This book takes place in queer dance parties in Chicago’s gentrifying neighborhoods, where good feelings are good business—but feeling good is elusive for black queer women whose nightlives are undercut by white people, heterosexuality, neoliberal capitalism, burnout, and other buzzkills. Feels Right documents how black queer women respond to these conditions: how they destroy DJ booths, argue with one another, dance slowly, and stop partying altogether.

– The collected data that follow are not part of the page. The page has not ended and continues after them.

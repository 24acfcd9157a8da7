//! Page stabilization: drive the session until lazy content stops loading.
//!
//! Protocol: navigate, best-effort consent dismissal, then scroll to the
//! bottom and poll a content-size metric until two consecutive
//! measurements agree. The loop is bounded; a page that never settles is
//! a `StabilizeTimeout`, not a hang.

use tokio::time::sleep;
use tracing::debug;

use crate::config::SessionConfig;
use crate::error::SessionError;
use crate::scraper::session::DomSession;

/// Clicks the consent banner if one is present. Absence is not an error.
const CONSENT_SCRIPT: &str =
    "document.querySelector('#onetrust-accept-btn-handler')?.click();";

const SCROLL_SCRIPT: &str = "window.scrollTo(0, document.body.scrollHeight);";

pub struct Stabilizer {
    poll_interval: std::time::Duration,
    max_rounds: u32,
}

impl Stabilizer {
    pub fn from_config(config: &SessionConfig) -> Self {
        Self {
            poll_interval: config.poll_interval(),
            max_rounds: config.max_scroll_rounds,
        }
    }

    /// Navigate to `url` and scroll until the content size is stable.
    pub async fn stabilize<S: DomSession>(
        &self,
        session: &S,
        url: &str,
    ) -> Result<(), SessionError> {
        session.navigate(url).await?;

        if let Err(e) = session.evaluate(CONSENT_SCRIPT).await {
            debug!("consent dismissal failed, continuing: {e}");
        }

        let mut last_size = session.content_size().await?;
        for round in 0..self.max_rounds {
            session.evaluate(SCROLL_SCRIPT).await?;
            sleep(self.poll_interval).await;

            let size = session.content_size().await?;
            if size == last_size {
                debug!(rounds = round + 1, size, "page stabilized");
                return Ok(());
            }
            last_size = size;
        }

        Err(SessionError::StabilizeTimeout {
            rounds: self.max_rounds,
        })
    }
}

#[cfg(test)]
mod tests {
    use super::*;
    use std::cell::Cell;
    use std::time::Duration;

    /// Session whose content size keeps growing for a fixed number of
    /// polls before settling.
    struct GrowingPage {
        polls_until_stable: u32,
        polls: Cell<u32>,
    }

    impl GrowingPage {
        fn new(polls_until_stable: u32) -> Self {
            Self {
                polls_until_stable,
                polls: Cell::new(0),
            }
        }
    }

    impl DomSession for GrowingPage {
        type Node = ();

        async fn navigate(&self, _url: &str) -> Result<(), SessionError> {
            Ok(())
        }

        async fn evaluate(&self, _script: &str) -> Result<(), SessionError> {
            Ok(())
        }

        async fn content_size(&self) -> Result<u64, SessionError> {
            let polls = self.polls.get();
            self.polls.set(polls + 1);
            Ok(u64::from(polls.min(self.polls_until_stable)))
        }

        async fn query(&self, _selector: &str) -> Result<Option<()>, SessionError> {
            Ok(None)
        }

        async fn query_all_in(
            &self,
            _node: &(),
            _selector: &str,
        ) -> Result<Vec<()>, SessionError> {
            Ok(Vec::new())
        }

        async fn read_text(&self, _node: &()) -> Result<String, SessionError> {
            Ok(String::new())
        }

        async fn close(self) -> Result<(), SessionError> {
            Ok(())
        }
    }

    fn stabilizer(max_rounds: u32) -> Stabilizer {
        Stabilizer {
            poll_interval: Duration::from_millis(1),
            max_rounds,
        }
    }

    #[tokio::test]
    async fn test_settles_once_size_repeats() {
        let session = GrowingPage::new(3);
        stabilizer(10).stabilize(&session, "about:blank").await.unwrap();
    }

    #[tokio::test]
    async fn test_bounded_loop_times_out() {
        let session = GrowingPage::new(u32::MAX);
        let err = stabilizer(5)
            .stabilize(&session, "about:blank")
            .await
            .unwrap_err();
        assert!(matches!(err, SessionError::StabilizeTimeout { rounds: 5 }));
    }
}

Their practices complicate our expectations that life at night, on the queer dance floor, or among black queer community simply feels good. My framework of “feeling right” instead offers a closer, kinesthetic look at how black queer women adroitly manage feeling itself as a complex right they should be afforded in cities that violently structure their movements and energies. What emerges in Feels Right is a sensorial portrait of the critical, black queer geographies and collectivities that emerge in social dance settings and in the broader neoliberal city.

 

I co-edited this book with Kareem Khubchandani and Ramón Rivera-Servera. We brought writers together to center queer and trans people of color who apprehend the risky medium of the night to explore, know, and stage their bodies, genders, and sexualities in the face of systemic and social negation. The book focuses on house parties, nightclubs, and bars that offer improvisatory conditions and possibilities for “stranger intimacies,” and that privilege music, dance, and sexual/gender expressions.Queer Nightlife extends the breadth of research on “everynight life” through twenty-five essays and interviews by leading scholars and artists.

The book’s four sections move temporally from preparing for the night (how do DJs source their sounds, what does it take to travel there, who promotes nightlife, what do people wear?); to the socialities of nightclubs (how are social dance practices introduced and taught, how is the price for sex negotiated, what styles do people adopt to feel and present as desirable?); to the staging and spectacle of the night (how do drag artists confound and celebrate gender, how are spaces designed to create the sensation of spectacularity, whose bodies become a spectacle already?); and finally, how the night continues beyond the club and after sunrise (what kinds of intimacies and gestures remain, how do we go back to the club after Orlando?).